Over a Million Ayn Rand Novels in Classrooms This Year
May 18, 2009 by Administrator · Leave a Comment
IRVINE, CA, May 18, 2009–As part of its mission to promote Ayn Rand’s ideas in today’s culture, during this school year the Ayn Rand Institute (ARI) shipped 350,000 free copies of Anthem, The Fountainhead and Atlas Shrugged to high school teachers across North America. Adding these books to those sent in recent years, and which remain in classrooms today, ARI estimates that more than 1 million students studied Ayn Rand’s novels in 25,000 classrooms this year. More than 32,000 teachers and 1.4 million students have participated in this program since it began in 2002. The program is funded through the generosity of ARI’s contributors.
Each school year ARI distributes promotional flyers that offer free classroom sets of Ayn Rand’s novels to English and language arts teachers, department heads and principals, as well as selected counselors and high school administrators. “This offer,” said Marilee Dahl, ARI’s Education department manager, “is available to both public and private high schools throughout the United States and Canada.”

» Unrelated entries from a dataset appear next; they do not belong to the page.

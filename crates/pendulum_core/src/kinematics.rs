//! Cartesian positions of the two bobs.
//!
//! The pivot sits at the origin with `y` pointing up, so a hanging link has
//! negative `y`.

use crate::params::Parameters;
use crate::state::{State, Trajectory};
use serde::{Deserialize, Serialize};

#[derive(Debug, Clone, Copy, PartialEq, Serialize, Deserialize)]
pub struct CartesianSample {
    pub t: f64,
    pub x1: f64,
    pub y1: f64,
    pub x2: f64,
    pub y2: f64,
}

#[derive(Debug, Clone, PartialEq, Default, Serialize, Deserialize)]
pub struct CartesianTrajectory {
    pub samples: Vec<CartesianSample>,
}

impl CartesianTrajectory {
    pub fn len(&self) -> usize {
        self.samples.len()
    }

    pub fn is_empty(&self) -> bool {
        self.samples.is_empty()
    }

    pub fn iter(&self) -> std::slice::Iter<'_, CartesianSample> {
        self.samples.iter()
    }

    /// Row records `[time, x1, y1, x2, y2]`.
    pub fn rows(&self) -> impl Iterator<Item = [f64; 5]> + '_ {
        self.samples.iter().map(|s| [s.t, s.x1, s.y1, s.x2, s.y2])
    }
}

/// Positions `((x1, y1), (x2, y2))` of the inner and outer bob.
pub fn link_positions(state: &State, params: &Parameters) -> ((f64, f64), (f64, f64)) {
    let (s1, c1) = state.theta1.sin_cos();
    let (s2, c2) = state.theta2.sin_cos();
    let x1 = params.l1 * s1;
    let y1 = -params.l1 * c1;
    let x2 = x1 + params.l2 * s2;
    let y2 = y1 - params.l2 * c2;
    ((x1, y1), (x2, y2))
}

pub fn to_cartesian(trajectory: &Trajectory, params: &Parameters) -> CartesianTrajectory {
    let samples = trajectory
        .iter()
        .map(|sample| {
            let ((x1, y1), (x2, y2)) = link_positions(&sample.state, params);
            CartesianSample {
                t: sample.t,
                x1,
                y1,
                x2,
                y2,
            }
        })
        .collect();
    CartesianTrajectory { samples }
}

#[cfg(test)]
mod tests {
    use super::*;
    use crate::state::Sample;
    use std::f64::consts::{FRAC_PI_2, PI};

    fn params() -> Parameters {
        Parameters::new(10.0, 1.0, 1.0, 0.5, 0.8).expect("params")
    }

    #[test]
    fn hanging_and_horizontal_configurations() {
        let p = params();
        let ((x1, y1), (x2, y2)) = link_positions(&State::default(), &p);
        assert_eq!((x1, y1), (0.0, -0.5));
        assert!((x2 - 0.0).abs() < 1e-15);
        assert!((y2 + 1.3).abs() < 1e-15);

        let ((x1, y1), (x2, y2)) = link_positions(&State::at_rest(FRAC_PI_2, PI), &p);
        assert!((x1 - 0.5).abs() < 1e-15 && y1.abs() < 1e-15);
        assert!((x2 - 0.5).abs() < 1e-15 && (y2 - 0.8).abs() < 1e-12);
    }

    #[test]
    fn links_keep_their_lengths() {
        let p = params();
        let trajectory = Trajectory::new(
            (0..50)
                .map(|i| {
                    let t = i as f64 * 0.1;
                    Sample {
                        t,
                        state: State::new(3.0 * t.sin(), 0.0, -7.0 * t, 0.0),
                    }
                })
                .collect(),
        );
        let cartesian = to_cartesian(&trajectory, &p);
        assert_eq!(cartesian.len(), trajectory.len());

        for (sample, source) in cartesian.iter().zip(trajectory.iter()) {
            assert_eq!(sample.t, source.t);
            let r1 = (sample.x1.powi(2) + sample.y1.powi(2)).sqrt();
            let r2 = ((sample.x2 - sample.x1).powi(2) + (sample.y2 - sample.y1).powi(2)).sqrt();
            assert!((r1 - p.l1).abs() < 1e-12);
            assert!((r2 - p.l2).abs() < 1e-12);
        }
    }

    #[test]
    fn rows_follow_sample_order() {
        let p = params();
        let trajectory = Trajectory::new(vec![
            Sample {
                t: 0.0,
                state: State::default(),
            },
            Sample {
                t: 1.0,
                state: State::at_rest(FRAC_PI_2, 0.0),
            },
        ]);
        let rows: Vec<[f64; 5]> = to_cartesian(&trajectory, &p).rows().collect();
        assert_eq!(rows.len(), 2);
        assert_eq!(rows[0][0], 0.0);
        assert_eq!(rows[1][0], 1.0);
        assert!((rows[1][1] - 0.5).abs() < 1e-15);
        assert!((rows[1][4] - (rows[1][2] - 0.8)).abs() < 1e-15);
    }
}
//! End-to-end runs: configuration in, state and Cartesian trajectories out.

use crate::dynamics::{DoublePendulum, Formulation};
use crate::error::{SimulationError, SimulationResult};
use crate::grid::OutputGrid;
use crate::integrator::{CancellationToken, IntegrationStats, Integrator, IntegratorSettings};
use crate::kinematics::{to_cartesian, CartesianTrajectory};
use crate::params::Parameters;
use crate::state::{Sample, State, Trajectory};
use serde::{Deserialize, Serialize};
use tracing::debug;

/// Everything needed to reproduce one run.
///
/// Every field has a default, so a partial JSON object such as
/// `{"parameters": {"m2": 1.0}}` is a complete configuration.
#[derive(Debug, Clone, PartialEq, Serialize, Deserialize)]
#[serde(default)]
pub struct SimulationConfig {
    pub parameters: Parameters,
    pub initial_state: State,
    pub start_time: f64,
    pub stop_time: f64,
    pub num_points: usize,
    pub formulation: Formulation,
    pub integrator: IntegratorSettings,
}

impl Default for SimulationConfig {
    fn default() -> Self {
        Self {
            parameters: Parameters::default(),
            initial_state: State::new(0.5, 1.0, 0.25, 2.0),
            start_time: 0.0,
            stop_time: 10.0,
            num_points: 250,
            formulation: Formulation::default(),
            integrator: IntegratorSettings::default(),
        }
    }
}

impl SimulationConfig {
    pub fn from_json(json: &str) -> SimulationResult<Self> {
        serde_json::from_str(json).map_err(|err| SimulationError::InvalidConfig(err.to_string()))
    }

    pub fn to_json(&self) -> SimulationResult<String> {
        serde_json::to_string_pretty(self)
            .map_err(|err| SimulationError::InvalidConfig(err.to_string()))
    }

    pub fn grid(&self) -> SimulationResult<OutputGrid> {
        OutputGrid::uniform(self.start_time, self.stop_time, self.num_points)
    }
}

#[derive(Debug, Clone, PartialEq, Serialize)]
pub struct Simulation {
    pub parameters: Parameters,
    pub trajectory: Trajectory,
    pub cartesian: CartesianTrajectory,
    pub stats: IntegrationStats,
}

pub fn simulate(config: &SimulationConfig) -> SimulationResult<Simulation> {
    run(config, None)
}

/// Like [`simulate`], but stops with [`SimulationError::Cancelled`] once
/// `token` is cancelled.
pub fn simulate_with_cancellation(
    config: &SimulationConfig,
    token: &CancellationToken,
) -> SimulationResult<Simulation> {
    run(config, Some(token.clone()))
}

/// Runs independent configurations, in parallel when the `parallel` feature
/// is enabled. Results are returned in input order.
#[cfg(feature = "parallel")]
pub fn simulate_batch(configs: &[SimulationConfig]) -> Vec<SimulationResult<Simulation>> {
    use rayon::prelude::*;
    configs.par_iter().map(simulate).collect()
}

#[cfg(not(feature = "parallel"))]
pub fn simulate_batch(configs: &[SimulationConfig]) -> Vec<SimulationResult<Simulation>> {
    configs.iter().map(simulate).collect()
}

fn run(
    config: &SimulationConfig,
    token: Option<CancellationToken>,
) -> SimulationResult<Simulation> {
    let system = DoublePendulum::new(config.parameters)?.with_formulation(config.formulation);
    let params = *system.params();
    let formulation = system.formulation();
    let grid = config.grid()?;
    let mut integrator = Integrator::new(config.integrator)?;
    if let Some(token) = token {
        integrator = integrator.with_cancellation(token);
    }

    debug!(
        ?formulation,
        theta1 = config.initial_state.theta1,
        theta2 = config.initial_state.theta2,
        "Simulating double pendulum"
    );

    let y0 = formulation.to_coordinates(&config.initial_state, &params);
    let solution = integrator.integrate(&system, config.start_time, &y0, &grid)?;

    let samples = solution
        .iter()
        .map(|(t, coords)| Sample {
            t,
            state: formulation.to_state(coords, &params),
        })
        .collect();
    let trajectory = Trajectory::new(samples);
    let cartesian = to_cartesian(&trajectory, &params);

    Ok(Simulation {
        parameters: params,
        trajectory,
        cartesian,
        stats: solution.stats,
    })
}
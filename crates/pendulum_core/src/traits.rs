use num_traits::{Float, FromPrimitive};
use std::fmt::Debug;

/// A trait for types that can be used as scalars in the equations of motion.
/// Must support basic arithmetic, debug printing, and conversion from f64.
pub trait Scalar: Float + FromPrimitive + Debug + 'static {}

impl<T: Float + FromPrimitive + Debug + 'static> Scalar for T {}

/// Converts an `f64` constant into `T`, falling back to NaN for types that
/// cannot represent it so the failure surfaces as a non-finite state.
pub fn constant<T: Scalar>(value: f64) -> T {
    T::from_f64(value).unwrap_or_else(T::nan)
}

/// Represents a continuous-time dynamical system x' = f(t, x).
pub trait DynamicalSystem<T: Scalar> {
    /// Returns the dimension of the state space.
    fn dimension(&self) -> usize;

    /// Evaluates the vector field.
    /// t: current time
    /// x: current state
    /// out: buffer to write dx/dt
    fn apply(&self, t: T, x: &[T], out: &mut [T]);
}
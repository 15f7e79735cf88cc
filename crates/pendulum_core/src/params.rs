use crate::error::{SimulationError, SimulationResult};
use serde::{Deserialize, Serialize};

/// Physical constants of the double pendulum: point masses on massless rigid links.
#[derive(Debug, Clone, Copy, PartialEq, Serialize, Deserialize)]
#[serde(default)]
pub struct Parameters {
    pub g: f64,
    pub m1: f64,
    pub m2: f64,
    pub l1: f64,
    pub l2: f64,
}

impl Default for Parameters {
    fn default() -> Self {
        Self {
            g: 10.0,
            m1: 0.05,
            m2: 0.05,
            l1: 0.5,
            l2: 0.8,
        }
    }
}

impl Parameters {
    pub fn new(g: f64, m1: f64, m2: f64, l1: f64, l2: f64) -> SimulationResult<Self> {
        let params = Self { g, m1, m2, l1, l2 };
        params.validate()?;
        Ok(params)
    }

    pub fn validate(&self) -> SimulationResult<()> {
        for (name, value) in [
            ("g", self.g),
            ("m1", self.m1),
            ("m2", self.m2),
            ("l1", self.l1),
            ("l2", self.l2),
        ] {
            require_positive(name, value)?;
        }
        Ok(())
    }

    pub fn total_mass(&self) -> f64 {
        self.m1 + self.m2
    }

    /// Distance from the pivot to the second bob when both links are aligned.
    pub fn reach(&self) -> f64 {
        self.l1 + self.l2
    }
}

/// Absolute and relative error tolerances for the adaptive integrator.
#[derive(Debug, Clone, Copy, PartialEq, Serialize, Deserialize)]
#[serde(default)]
pub struct ToleranceSpec {
    pub abs_tol: f64,
    pub rel_tol: f64,
}

impl Default for ToleranceSpec {
    fn default() -> Self {
        Self {
            abs_tol: 1e-8,
            rel_tol: 1e-6,
        }
    }
}

impl ToleranceSpec {
    pub fn new(abs_tol: f64, rel_tol: f64) -> SimulationResult<Self> {
        let tol = Self { abs_tol, rel_tol };
        tol.validate()?;
        Ok(tol)
    }

    pub fn validate(&self) -> SimulationResult<()> {
        require_positive("abs_tol", self.abs_tol)?;
        require_positive("rel_tol", self.rel_tol)
    }

    /// Returns both tolerances divided by `factor`.
    pub fn tightened(&self, factor: f64) -> Self {
        Self {
            abs_tol: self.abs_tol / factor,
            rel_tol: self.rel_tol / factor,
        }
    }

    /// Per-component error scale `abs_tol + rel_tol * max(|y0|, |y1|)`.
    #[inline]
    pub fn scale(&self, y0: f64, y1: f64) -> f64 {
        self.abs_tol + self.rel_tol * y0.abs().max(y1.abs())
    }
}

fn require_positive(name: &str, value: f64) -> SimulationResult<()> {
    if !value.is_finite() {
        return Err(SimulationError::InvalidParameters(format!(
            "{name} must be finite, got {value}"
        )));
    }
    if value <= 0.0 {
        return Err(SimulationError::InvalidParameters(format!(
            "{name} must be positive, got {value}"
        )));
    }
    Ok(())
}
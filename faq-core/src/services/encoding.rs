use chardetng::EncodingDetector;
use encoding_rs::{Encoding, UTF_8};
use serde::Serialize;

#[derive(Debug, Serialize)]
pub struct DecodedText {
    pub text: String,
    pub encoding: String,
    pub had_errors: bool,
}

/// Decodes dataset bytes: BOM first, then strict UTF-8, then a charset guess
/// (legacy Big5/GBK/TIS-620 exports).
pub fn decode(bytes: &[u8]) -> DecodedText {
    if let Some((encoding, bom_len)) = Encoding::for_bom(bytes) {
        let (text, had_errors) = encoding.decode_without_bom_handling(&bytes[bom_len..]);
        let name = if encoding == UTF_8 {
            "utf-8-sig".to_string()
        } else {
            encoding.name().to_lowercase()
        };
        return DecodedText {
            text: text.into_owned(),
            encoding: name,
            had_errors,
        };
    }

    if let Ok(text) = std::str::from_utf8(bytes) {
        return DecodedText {
            text: text.to_string(),
            encoding: "utf-8".into(),
            had_errors: false,
        };
    }

    let mut detector = EncodingDetector::new();
    detector.feed(bytes, true);
    let encoding = detector.guess(None, true);

    let (text, had_errors) = encoding.decode_without_bom_handling(bytes);
    if had_errors {
        tracing::warn!(encoding = encoding.name(), "dataset decoded with replacement characters");
    }

    DecodedText {
        text: text.into_owned(),
        encoding: encoding.name().to_lowercase(),
        had_errors,
    }
}

#[cfg(test)]
mod tests {
    use super::*;

    #[test]
    fn strips_utf8_bom() {
        let mut bytes = vec![0xEF, 0xBB, 0xBF];
        bytes.extend_from_slice("{\"faqs\":[]}".as_bytes());
        let d = decode(&bytes);
        assert_eq!(d.text, "{\"faqs\":[]}");
        assert_eq!(d.encoding, "utf-8-sig");
        assert!(!d.had_errors);
    }

    #[test]
    fn plain_utf8_passes_through() {
        let d = decode("{\"q\":\"無法開機\"}".as_bytes());
        assert_eq!(d.text, "{\"q\":\"無法開機\"}");
        assert_eq!(d.encoding, "utf-8");
    }

    #[test]
    fn legacy_bytes_are_decoded() {
        let (bytes, _, _) = encoding_rs::BIG5.encode("{\"question\":\"馬達過熱，無法啟動。請檢查電源供應器與保險絲。\"}");
        let d = decode(&bytes);
        assert!(!d.text.is_empty());
        assert!(d.text.starts_with("{\"question\":\""));
    }
}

“Each teacher who requests these books,” explained Ms. Dahl, “receives a classroom set of the novels, along with a teacher’s guide, lesson plans and information about ARI’s annual Anthem, Fountainhead and Atlas Shrugged essay contests. We also offer phone and e-mail support to teachers, as needed, to facilitate their teaching of the books in their classes. The response has been fantastic and a very positive sign for America’s future.”
More information on the Free Books to Teachers program is available at the Ayn Rand Institute’s Web site.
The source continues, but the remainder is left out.